The Standing Committee on Finance and the Portfolio Committee on Trade and Industry, together with National Treasury, deliberated on the Transformation of the Financial Sector Draft Committee Report. The draft report was work in progress and would be sent to the participants for feedback before being finalised. Many of the Committees’ recommendations were tentative and, if necessary, would be reviewed following responses to the report from stakeholders. Also, there were some issues on which the Committees needed further information and discussion, including with relevant stakeholders, before any decisive recommendations could be made.

It was well understood that the Committees had to find a balance between covering a sufficient number and range of issues and avoiding a long ‘shopping list’ of recommendations without taking into account what was reasonably practicable in the period ahead. The need to find the necessary balance to ensure that transformation benefits all strata of society, but mainly the poor, was also well understood. The participants in the transformation of the financial sector hearings were more polarized than was usually the case during hearings, with stakeholders who presented themselves as representing financially marginalized constituencies expressing huge frustration and anger at what they saw as the failures of the financial sector. The pace of transformation, they insisted, was far too slow, and they blamed not only the dominant players in the financial sector, but the government significantly responsible for this. It seemed that there was a sense in which every frustration these participants had with the effects of the significant slowdown in economic growth and increasing unemployment became concentrated on the financial sector. It was almost as if they were holding the financial sector responsible for every ill in the economy. Given the crucial role that the financial sector plays in the country’s economy and in economic growth, this was perhaps understandable.

The Committees’ overall view was that the financial sector had certainly transformed since 1994, but there needs to be more and more effective transformation consistent with the country’s developmental needs. The banks and other sections of the financial sector were crucial to the economic growth and development goals of the country, and the transformation of the financial sector needed to be directed towards ensuring that the sector contributes effectively to this, both in its own and the country’s interests. The Committees believed that there had been more transformation in the financial sector than had been made out by most stakeholders critical of the big players, even if less transformation than the big players made out. Members were clear that transformation did not mean a reckless populism that would ultimately undermine the interests of the poor and disadvantaged. Deracialisation was obviously a crucial aspect of transformation, but transformation was about much more than that. Transformation must serve all classes and strata of the population, but primarily the poor and lower income earners. It should serve, crucially, to reduce the huge, unsustainable inequalities in the country, and not increase them. Transformation must also lead to inclusive economic growth that benefits the marginalized in society by bringing them into the mainstream of the economy. The majority of Members believed that the current perilous economic and political climate both reduces the prospects of a major transformation of the financial sector and, at the same time, made it ever more necessary.
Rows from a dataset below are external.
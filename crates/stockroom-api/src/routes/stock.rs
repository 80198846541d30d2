//! Routes for stock additions.

use axum::extract::State;
use axum::http::HeaderMap;
use axum::{Json, Router, routing::post};
use chrono::{DateTime, Utc};
use serde::{Deserialize, Serialize};
use stockroom_core::clock::Clock;
use stockroom_inventory::application::command_handlers::AddStockOutcome;
use stockroom_inventory::domain::commands::AddStock;
use tracing::{info, instrument};
use uuid::Uuid;

use crate::error::ApiError;
use crate::state::AppState;

/// Header carrying the acting user's id.
pub const ACTOR_HEADER: &str = "x-user-id";

/// Actor recorded when the request carries no user id.
pub const ANONYMOUS_ACTOR: &str = "anonymous";

/// Request body for POST /add.
#[derive(Debug, Deserialize)]
pub struct AddStockRequest {
    /// Product receiving stock.
    pub product_id: String,
    /// Tenant that owns the product.
    pub tenant_id: String,
    /// Units to add. Must be positive.
    pub quantity: i64,
    /// Free-text note stored with the audit record.
    #[serde(default)]
    pub notes: Option<String>,
}

/// Response body returned after stock was added.
#[derive(Debug, Serialize)]
pub struct AddStockResponse {
    pub success: bool,
    pub product_id: String,
    pub product_name: String,
    pub previous_stock: u64,
    pub new_stock: u64,
    pub added: u64,
    pub max_allowed: u64,
    pub utilization_percentage: f64,
    pub message: &'static str,
    pub timestamp: DateTime<Utc>,
}

impl AddStockResponse {
    fn from_outcome(outcome: AddStockOutcome, timestamp: DateTime<Utc>) -> Self {
        Self {
            success: true,
            product_id: outcome.product_id,
            product_name: outcome.product_name,
            previous_stock: outcome.previous_stock,
            new_stock: outcome.new_stock,
            added: outcome.added,
            max_allowed: outcome.max_allowed,
            utilization_percentage: outcome.utilization,
            message: "Stock updated successfully",
            timestamp,
        }
    }
}

fn actor(headers: &HeaderMap) -> String {
    headers
        .get(ACTOR_HEADER)
        .and_then(|value| value.to_str().ok())
        .map(str::trim)
        .filter(|value| !value.is_empty())
        .unwrap_or(ANONYMOUS_ACTOR)
        .to_owned()
}

/// POST /add
#[instrument(
    skip(state, headers, request),
    fields(product_id = %request.product_id, tenant_id = %request.tenant_id)
)]
async fn add_stock(
    State(state): State<AppState>,
    headers: HeaderMap,
    Json(request): Json<AddStockRequest>,
) -> Result<Json<AddStockResponse>, ApiError> {
    let command = AddStock {
        correlation_id: Uuid::new_v4(),
        product_id: request.product_id,
        tenant_id: request.tenant_id,
        quantity: request.quantity,
        added_by: actor(&headers),
        note: request.notes,
    };

    info!(correlation_id = %command.correlation_id, "handling add_stock command");

    let outcome = tokio::time::timeout(state.request_timeout, state.add_stock.execute(&command))
        .await
        .map_err(|_| ApiError::Timeout)??;

    Ok(Json(AddStockResponse::from_outcome(
        outcome,
        state.clock.now(),
    )))
}

/// Returns the router for stock operations.
pub fn router() -> Router<AppState> {
    Router::new().route("/add", post(add_stock))
}
//! Stockroom: tenant-scoped product stock bounded context.
//!
//! Responsible for adding stock to a product within its tenant's ceiling,
//! recording the audit trail, and raising capacity and low-stock alerts.

pub mod application;
pub mod domain;
//! Shared application state.

use std::sync::Arc;
use std::time::Duration;

use serde::Serialize;
use stockroom_core::clock::Clock;
use stockroom_inventory::application::command_handlers::AddStockHandler;

/// Application state shared across all request handlers.
#[derive(Clone)]
pub struct AppState {
    /// The add-stock orchestrator.
    pub add_stock: Arc<AddStockHandler>,
    /// Clock used for response timestamps.
    pub clock: Arc<dyn Clock>,
    /// Upper bound on a single add-stock request.
    pub request_timeout: Duration,
    /// Which storage backend serves requests.
    pub storage: StorageBackend,
}

/// Storage backend behind the unit of work.
#[derive(Debug, Clone, Copy, PartialEq, Eq, Serialize)]
#[serde(rename_all = "lowercase")]
pub enum StorageBackend {
    Memory,
    Postgres,
}

impl AppState {
    /// Create new application state.
    #[must_use]
    pub fn new(
        add_stock: Arc<AddStockHandler>,
        clock: Arc<dyn Clock>,
        request_timeout: Duration,
    ) -> Self {
        Self {
            add_stock,
            clock,
            request_timeout,
            storage: StorageBackend::Memory,
        }
    }

    /// Records the storage backend reported by the health check.
    #[must_use]
    pub fn with_storage(mut self, storage: StorageBackend) -> Self {
        self.storage = storage;
        self
    }
}

impl std::fmt::Debug for AppState {
    fn fmt(&self, f: &mut std::fmt::Formatter<'_>) -> std::fmt::Result {
        f.debug_struct("AppState")
            .field("add_stock", &self.add_stock)
            .field("request_timeout", &self.request_timeout)
            .field("storage", &self.storage)
            .finish_non_exhaustive()
    }
}
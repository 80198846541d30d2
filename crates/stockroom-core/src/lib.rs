//! Stockroom core: shared domain abstractions.
//!
//! This crate defines the traits and types that the inventory context and
//! its adapters depend on. It contains no infrastructure code.

pub mod clock;
pub mod error;
pub mod event;
pub mod publisher;
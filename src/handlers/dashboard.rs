use axum::{
    extract::{Form, State},
    response::{Html, IntoResponse, Redirect, Response},
    Extension,
};
use tower_sessions::Session;
use crate::app::AppState;
use crate::errors::AppResult;
use crate::models::{Task, TaskForm, User};
use crate::session::Flash;
use crate::views::{self, TaskList};

pub async fn serve_dashboard(
    State(state): State<AppState>,
    Extension(user): Extension<User>,
    session: Session,
) -> AppResult<Response> {
    let tasks = Task::list_for_owner(&state.db, user.id).await?;
    tracing::debug!(user_id = user.id, count = tasks.len(), "Rendering dashboard");

    let flashes = Flash::take(&session).await?;
    Ok(Html(views::render_index(TaskList::Owned(&tasks), Some(&user), &flashes)).into_response())
}

/// The add form lives on the dashboard.
pub async fn add_task_page() -> Redirect {
    Redirect::to("/dashboard")
}

pub async fn add_task(
    State(state): State<AppState>,
    Extension(user): Extension<User>,
    session: Session,
    Form(form): Form<TaskForm>,
) -> AppResult<Response> {
    match form.check() {
        Ok(()) => {
            let task = Task::create(&state.db, user.id, form.task.trim()).await?;
            tracing::info!(user_id = user.id, task_id = task.id, "Task added");
        }
        Err(errors) => {
            for message in errors.into_values().flatten() {
                Flash::push(&session, message).await?;
            }
        }
    }
    Ok(Redirect::to("/dashboard").into_response())
}
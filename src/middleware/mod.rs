mod auth;

pub use auth::require_login;
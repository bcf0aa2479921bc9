//! Server-rendered pages.
//!
//! Templates are plain HTML with `{{name}}` placeholders, embedded at compile
//! time. Every user-supplied value goes through [`escape_html`], which also
//! escapes braces so a value can never be mistaken for a placeholder.
use crate::models::{EditForm, FieldErrors, LoginForm, RegisterForm, Task, User};
use crate::session::GuestTasks;

const BASE: &str = include_str!("../../templates/base.html");
const INDEX: &str = include_str!("../../templates/index.html");
const LOGIN: &str = include_str!("../../templates/login.html");
const REGISTER: &str = include_str!("../../templates/register.html");
const EDIT: &str = include_str!("../../templates/edit.html");
const ERROR: &str = include_str!("../../templates/error.html");

/// What the task list on the index page is showing.
pub enum TaskList<'a> {
    Guest(&'a GuestTasks),
    Owned(&'a [Task]),
}

pub fn escape_html(raw: &str) -> String {
    let mut out = String::with_capacity(raw.len());
    for c in raw.chars() {
        match c {
            '&' => out.push_str("&amp;"),
            '<' => out.push_str("&lt;"),
            '>' => out.push_str("&gt;"),
            '"' => out.push_str("&quot;"),
            '\'' => out.push_str("&#39;"),
            '{' => out.push_str("&#123;"),
            '}' => out.push_str("&#125;"),
            _ => out.push(c),
        }
    }
    out
}

fn page(title: &str, principal: Option<&User>, flashes: &[String], content: &str) -> String {
    let nav = match principal {
        Some(_) => r#"<a href="/dashboard">Dashboard</a><a href="/logout">Logout</a>"#,
        None => r#"<a href="/">Home</a><a href="/login">Login</a><a href="/register">Register</a>"#,
    };
    let flashes = flashes
        .iter()
        .map(|msg| format!(r#"<p class="flash">{}</p>"#, escape_html(msg)))
        .collect::<Vec<_>>()
        .join("\n");

    BASE.replace("{{title}}", &escape_html(title))
        .replace("{{nav}}", nav)
        .replace("{{flashes}}", &flashes)
        .replace("{{content}}", content)
}

fn field_errors(errors: &FieldErrors, field: &str) -> String {
    errors
        .get(field)
        .map(|messages| {
            messages
                .iter()
                .map(|m| format!(r#"<p class="field-error">{}</p>"#, escape_html(m)))
                .collect::<Vec<_>>()
                .join("")
        })
        .unwrap_or_default()
}

pub fn render_index(list: TaskList<'_>, principal: Option<&User>, flashes: &[String]) -> String {
    let (heading, action) = match (&list, principal) {
        (TaskList::Owned(_), Some(user)) => (format!("{}'s Tasks", user.name), "/add-task"),
        _ => ("Your Tasks".to_string(), "/"),
    };

    let rows = match list {
        TaskList::Guest(tasks) => tasks
            .iter()
            .map(|task| format!("<li><span>{}</span></li>", escape_html(task)))
            .collect::<Vec<_>>(),
        TaskList::Owned(tasks) => tasks
            .iter()
            .map(|task| {
                format!(
                    r#"<li><span>{}</span><span class="actions"><a href="/edit/{}">Edit</a><a href="/delete/{}">Delete</a></span></li>"#,
                    escape_html(&task.task_name),
                    task.id,
                    task.id
                )
            })
            .collect::<Vec<_>>(),
    };
    let rows = if rows.is_empty() {
        r#"<li class="empty">Nothing to do yet.</li>"#.to_string()
    } else {
        rows.join("\n")
    };

    let content = INDEX
        .replace("{{heading}}", &escape_html(&heading))
        .replace("{{action}}", action)
        .replace("{{tasks}}", &rows);
    page("Tasks", principal, flashes, &content)
}

pub fn render_login(form: &LoginForm, errors: &FieldErrors, flashes: &[String]) -> String {
    let content = LOGIN
        .replace("{{email}}", &escape_html(&form.email))
        .replace("{{email_errors}}", &field_errors(errors, "email"))
        .replace("{{password_errors}}", &field_errors(errors, "password"));
    page("Login", None, flashes, &content)
}

pub fn render_register(form: &RegisterForm, errors: &FieldErrors, flashes: &[String]) -> String {
    let content = REGISTER
        .replace("{{name}}", &escape_html(&form.name))
        .replace("{{name_errors}}", &field_errors(errors, "name"))
        .replace("{{email}}", &escape_html(&form.email))
        .replace("{{email_errors}}", &field_errors(errors, "email"))
        .replace("{{password_errors}}", &field_errors(errors, "password"));
    page("Register", None, flashes, &content)
}

pub fn render_edit(
    task_id: i64,
    form: &EditForm,
    errors: &FieldErrors,
    principal: &User,
    flashes: &[String],
) -> String {
    let content = EDIT
        .replace("{{task_id}}", &task_id.to_string())
        .replace("{{name}}", &escape_html(&form.name))
        .replace("{{name_errors}}", &field_errors(errors, "name"));
    page("Edit Task", Some(principal), flashes, &content)
}

pub fn render_error(heading: &str, message: &str, principal: Option<&User>) -> String {
    let content = ERROR
        .replace("{{heading}}", &escape_html(heading))
        .replace("{{message}}", &escape_html(message));
    page(heading, principal, &[], &content)
}
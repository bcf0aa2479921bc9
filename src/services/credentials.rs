//! Password hashing with PBKDF2-HMAC-SHA256.
//!
//! Digests are PHC strings, e.g.
//!
//! ```text
//! $pbkdf2-sha256$i=600000,l=32$<salt>$<hash>
//! ```
//!
//! Round count and salt are stored inside the digest, so a digest produced
//! under older settings keeps verifying after the configured defaults change.
use pbkdf2::{
    password_hash::{PasswordHash, PasswordHasher, PasswordVerifier, SaltString},
    Algorithm, Params, Pbkdf2,
};
use rand::{rngs::OsRng, RngCore};
use crate::config::AuthConfig;

const OUTPUT_LEN: usize = 32;

#[derive(Debug, thiserror::Error)]
pub enum CredentialError {
    #[error("Failed to hash password: {0}")]
    Hash(String),

    #[error("Hashing task failed: {0}")]
    Join(#[from] tokio::task::JoinError),
}

#[derive(Debug, Clone, Copy)]
pub struct CredentialService {
    rounds: u32,
    salt_length: usize,
}

impl CredentialService {
    pub fn new(rounds: u32, salt_length: usize) -> Self {
        Self { rounds, salt_length }
    }

    pub fn from_config(config: &AuthConfig) -> Self {
        Self::new(config.pbkdf2_rounds, config.salt_length)
    }

    /// Salts and hashes `password`. A fresh random salt is drawn for every call.
    pub fn hash(&self, password: &str) -> Result<String, CredentialError> {
        let mut salt_bytes = vec![0u8; self.salt_length];
        OsRng.fill_bytes(&mut salt_bytes);
        let salt = SaltString::encode_b64(&salt_bytes)
            .map_err(|e| CredentialError::Hash(format!("Invalid salt: {}", e)))?;

        let params = Params {
            rounds: self.rounds,
            output_length: OUTPUT_LEN,
        };

        let digest = Pbkdf2
            .hash_password_customized(
                password.as_bytes(),
                Some(Algorithm::PBKDF2_SHA256_IDENT),
                None,
                params,
                &salt,
            )
            .map_err(|e| CredentialError::Hash(e.to_string()))?;

        Ok(digest.to_string())
    }

    /// True only when `candidate` hashes to `digest`. The final comparison is constant time.
    pub fn verify(&self, digest: &str, candidate: &str) -> bool {
        let parsed = match PasswordHash::new(digest) {
            Ok(parsed) => parsed,
            Err(e) => {
                tracing::warn!("Stored password hash is malformed: {}", e);
                return false;
            }
        };

        Pbkdf2.verify_password(candidate.as_bytes(), &parsed).is_ok()
    }

    /// Runs `hash` on the blocking pool.
    pub async fn hash_blocking(&self, password: String) -> Result<String, CredentialError> {
        let service = *self;
        tokio::task::spawn_blocking(move || service.hash(&password)).await?
    }

    /// Runs `verify` on the blocking pool.
    pub async fn verify_blocking(&self, digest: String, candidate: String) -> Result<bool, CredentialError> {
        let service = *self;
        Ok(tokio::task::spawn_blocking(move || service.verify(&digest, &candidate)).await?)
    }
}
use sqlx::sqlite::{SqliteConnectOptions, SqlitePool, SqlitePoolOptions};
use std::str::FromStr;
use std::time::Duration;
use crate::config::DatabaseConfig;

/// Opens the SQLite pool, creating the database file when it does not exist yet.
///
/// Connections are never recycled for idleness or age: an in-memory database
/// lives only as long as its connection.
pub async fn create_pool(config: &DatabaseConfig) -> Result<SqlitePool, sqlx::Error> {
    tracing::info!(
        url = %config.url,
        max_connections = config.max_connections,
        "Creating database connection pool"
    );

    let options = SqliteConnectOptions::from_str(&config.url)?
        .create_if_missing(true)
        .foreign_keys(true);

    SqlitePoolOptions::new()
        .max_connections(config.max_connections)
        .acquire_timeout(Duration::from_secs(30))
        .idle_timeout(None)
        .max_lifetime(None)
        .connect_with(options)
        .await
}

/// Applies the embedded `migrations/` directory.
pub async fn run_migrations(pool: &SqlitePool) -> Result<(), sqlx::migrate::MigrateError> {
    sqlx::migrate!().run(pool).await?;
    tracing::info!("Database schema is up to date");
    Ok(())
}
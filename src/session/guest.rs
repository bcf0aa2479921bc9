use serde::{Deserialize, Serialize};
use tower_sessions::Session;
use crate::errors::AppResult;
use super::GUEST_TASKS_KEY;

/// Anonymous visitor's task list. Lives only in the session and is never
/// merged into persisted tasks.
#[derive(Debug, Default, Clone, PartialEq, Serialize, Deserialize)]
pub struct GuestTasks(Vec<String>);

impl GuestTasks {
    pub async fn load(session: &Session) -> AppResult<Self> {
        Ok(session.get::<Self>(GUEST_TASKS_KEY).await?.unwrap_or_default())
    }

    /// Appends `task` and writes the list back. Blank input leaves the list untouched.
    pub async fn append(session: &Session, task: &str) -> AppResult<Self> {
        let mut tasks = Self::load(session).await?;
        let task = task.trim();
        if task.is_empty() {
            return Ok(tasks);
        }
        tasks.0.push(task.to_string());
        session.insert(GUEST_TASKS_KEY, &tasks).await?;
        Ok(tasks)
    }

    pub fn iter(&self) -> impl Iterator<Item = &str> {
        self.0.iter().map(String::as_str)
    }

    pub fn len(&self) -> usize {
        self.0.len()
    }

    pub fn is_empty(&self) -> bool {
        self.0.is_empty()
    }
}
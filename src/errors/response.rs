use axum::{
    http::StatusCode,
    response::{Html, IntoResponse, Redirect, Response},
};
use crate::errors::AppError;
use crate::views;

impl IntoResponse for AppError {
    fn into_response(self) -> Response {
        match self {
            // Authentication errors send the visitor back to the login form
            AppError::Auth(msg) => {
                tracing::debug!("Redirecting to login: {}", msg);
                Redirect::to("/login").into_response()
            }

            AppError::NotFound { what, principal } => (
                StatusCode::NOT_FOUND,
                Html(views::render_error(
                    "Not Found",
                    &format!("{} not found.", what),
                    principal.as_ref(),
                )),
            ).into_response(),

            // Everything else is logged in full and reported generically
            err @ (AppError::Database(_) | AppError::Session(_) | AppError::Credential(_)) => {
                tracing::error!("Request failed: {}", err);
                (
                    StatusCode::INTERNAL_SERVER_ERROR,
                    Html(views::render_error(
                        "Server Error",
                        "Something went wrong, please try again.",
                        None,
                    )),
                ).into_response()
            }
        }
    }
}
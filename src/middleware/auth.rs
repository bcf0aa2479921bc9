use axum::{
    extract::{Request, State},
    middleware::Next,
    response::Response,
};
use tower_sessions::Session;
use crate::app::AppState;
use crate::errors::{AppError, AppResult};
use crate::session::{resolve_principal, Flash};

/// Gate for routes that need a logged-in user.
///
/// The resolved [`User`](crate::models::User) is placed in the request
/// extensions; anonymous visitors are sent to the login page with a flash.
pub async fn require_login(
    State(state): State<AppState>,
    session: Session,
    mut req: Request,
    next: Next,
) -> AppResult<Response> {
    match resolve_principal(&session, &state.db).await? {
        Some(user) => {
            req.extensions_mut().insert(user);
            Ok(next.run(req).await)
        }
        None => {
            tracing::debug!(path = %req.uri().path(), "Anonymous access to protected route");
            Flash::push(&session, "Please log in to access this page.").await?;
            Err(AppError::Auth("Not authenticated".into()))
        }
    }
}
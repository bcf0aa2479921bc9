//! Typed access to per-visitor session state.
//!
//! The cookie only carries a signed session id; the values below live in the
//! server-side store under fixed keys.
mod flash;
mod guest;
mod principal;

pub use flash::Flash;
pub use guest::GuestTasks;
pub use principal::{login, logout, resolve_principal};

const USER_ID_KEY: &str = "_user_id";
const GUEST_TASKS_KEY: &str = "guest_tasks";
const FLASH_KEY: &str = "_flashes";

#[cfg(test)]
pub(crate) fn test_session() -> tower_sessions::Session {
    use std::sync::Arc;
    use tower_sessions::MemoryStore;

    tower_sessions::Session::new(None, Arc::new(MemoryStore::default()), None)
}
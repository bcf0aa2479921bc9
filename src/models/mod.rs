mod user;
mod forms;
mod task;

pub use user::{NewUser, User};
pub(crate) use user::is_unique_violation;
pub use forms::{EditForm, FieldErrors, LoginForm, RegisterForm, TaskForm};
pub use task::Task;
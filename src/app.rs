use axum::{
    extract::DefaultBodyLimit,
    middleware::from_fn_with_state,
    routing::get,
    Router,
};
use sqlx::SqlitePool;
use std::sync::Arc;
use tower_http::{
    limit::RequestBodyLimitLayer,
    services::ServeDir,
    trace::TraceLayer,
};
use tower_sessions::cookie::SameSite;
use tower_sessions::{MemoryStore, SessionManagerLayer};
use crate::{
    config::Config,
    handlers,
    middleware,
    services::CredentialService,
};

/// Everything a handler needs, built once at startup and cloned per request.
#[derive(Clone)]
pub struct AppState {
    pub db: SqlitePool,
    pub config: Arc<Config>,
    pub credentials: CredentialService,
}

impl AppState {
    pub fn new(db: SqlitePool, config: Config) -> Self {
        let credentials = CredentialService::from_config(&config.auth);
        Self {
            db,
            config: Arc::new(config),
            credentials,
        }
    }
}

pub fn build_router(state: AppState) -> Router {
    let config = state.config.clone();

    // Session store setup; the cookie carries only the signed session id
    let session_layer = SessionManagerLayer::new(MemoryStore::default())
        .with_secure(config.session.secure)
        .with_same_site(SameSite::Lax)
        .with_name(config.session.cookie_name.clone())
        .with_signed(config.session.signing_key());

    let public = Router::new()
        .route("/", get(handlers::home).post(handlers::add_guest_task))
        .route("/register", get(handlers::register_page).post(handlers::handle_register))
        .route("/login", get(handlers::login_page).post(handlers::handle_login))
        .route("/logout", get(handlers::handle_logout));

    let protected = Router::new()
        .route("/dashboard", get(handlers::serve_dashboard))
        .route("/add-task", get(handlers::add_task_page).post(handlers::add_task))
        .route("/edit/:task_id", get(handlers::edit_task_page).post(handlers::edit_task))
        .route("/delete/:task_id", get(handlers::delete_task).post(handlers::delete_task))
        .route_layer(from_fn_with_state(state.clone(), middleware::require_login));

    Router::new()
        .merge(public)
        .merge(protected)
        .nest_service("/static", ServeDir::new("static"))
        .layer(session_layer)
        .layer(TraceLayer::new_for_http())
        .layer(DefaultBodyLimit::disable())
        .layer(RequestBodyLimitLayer::new(config.server.body_limit))
        .with_state(state)
}
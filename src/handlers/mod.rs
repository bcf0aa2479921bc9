mod auth;
mod dashboard;
mod home;
mod task;

pub use auth::{handle_login, handle_logout, handle_register, login_page, register_page};
pub use dashboard::{add_task, add_task_page, serve_dashboard};
pub use home::{add_guest_task, home};
pub use task::{delete_task, edit_task, edit_task_page};
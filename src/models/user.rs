use serde::{Deserialize, Serialize};
use sqlx::SqlitePool;

/// A registered account. Tasks reference it by `id`; there is no back-reference.
#[derive(Debug, Serialize, Deserialize, Clone, sqlx::FromRow)]
pub struct User {
    pub id: i64,
    pub name: String,
    pub email: String,
    #[serde(skip_serializing)]
    pub password_hash: String,  // PHC string, never plaintext
}

#[derive(Debug, Clone)]
pub struct NewUser {
    pub name: String,
    pub email: String,
    pub password_hash: String,
}

impl User {
    /// Inserts a user. A duplicate email surfaces as a unique-violation `sqlx::Error::Database`.
    pub async fn create(pool: &SqlitePool, data: NewUser) -> Result<Self, sqlx::Error> {
        sqlx::query_as::<_, User>(
            r#"
            INSERT INTO user (name, email, password_hash)
            VALUES (?, ?, ?)
            RETURNING id, name, email, password_hash
            "#,
        )
        .bind(data.name)
        .bind(data.email)
        .bind(data.password_hash)
        .fetch_one(pool)
        .await
    }

    pub async fn find_by_id(pool: &SqlitePool, id: i64) -> Result<Option<Self>, sqlx::Error> {
        sqlx::query_as::<_, User>("SELECT id, name, email, password_hash FROM user WHERE id = ?")
            .bind(id)
            .fetch_optional(pool)
            .await
    }

    pub async fn find_by_email(pool: &SqlitePool, email: &str) -> Result<Option<Self>, sqlx::Error> {
        sqlx::query_as::<_, User>("SELECT id, name, email, password_hash FROM user WHERE email = ?")
            .bind(email)
            .fetch_optional(pool)
            .await
    }
}

/// True when `err` is the storage layer rejecting a duplicate key.
pub(crate) fn is_unique_violation(err: &sqlx::Error) -> bool {
    matches!(err, sqlx::Error::Database(db_err) if db_err.is_unique_violation())
}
National Treasury said it needed clarity on some areas but believed, by and large, the Committees were on solid ground. Transformation was a shared responsibility for both government and the private sector. It was encouraging to note the renewed focus from the financial sector; with CEOs from major companies continually approaching it to discuss transformation. Financial sub-sectors were also coming forward and appreciated the need for a relook of the Financial Sector Charter (FSC) as buy-in from key subsectors would lay a strong foundation. Also, NEDLAC stakeholders were engaging to see how the process could be sped up as progress had been slow. The need for a sanctions regime for non-compliance was well accepted by the stakeholders. Treasury emphasised the need to differentiate between major and small players within the financial sector. The major concern was the concentrated nature in the economy, not in the financial sector alone. However, recognising the challenges did not mean finding solutions was easy. Bringing in new smaller players had its challenges especially within the banking space as it was characterised by big risks. The reality was also that there were few potential bank owners with unencumbered capital. There were numerous hard questions stakeholders would need to grapple with. The need for renewed focus and ongoing discussions was crucial as challenges and solutions were not straightforward.

Members suggested that specific timeframes be stipulated for the Committees’ recommendations. This would ensure measurability of the recommendations and commitments. Also, a specific date must be set for the NEDLAC process to convene the Financial Sector Summit- stakeholders had to meet in earnest.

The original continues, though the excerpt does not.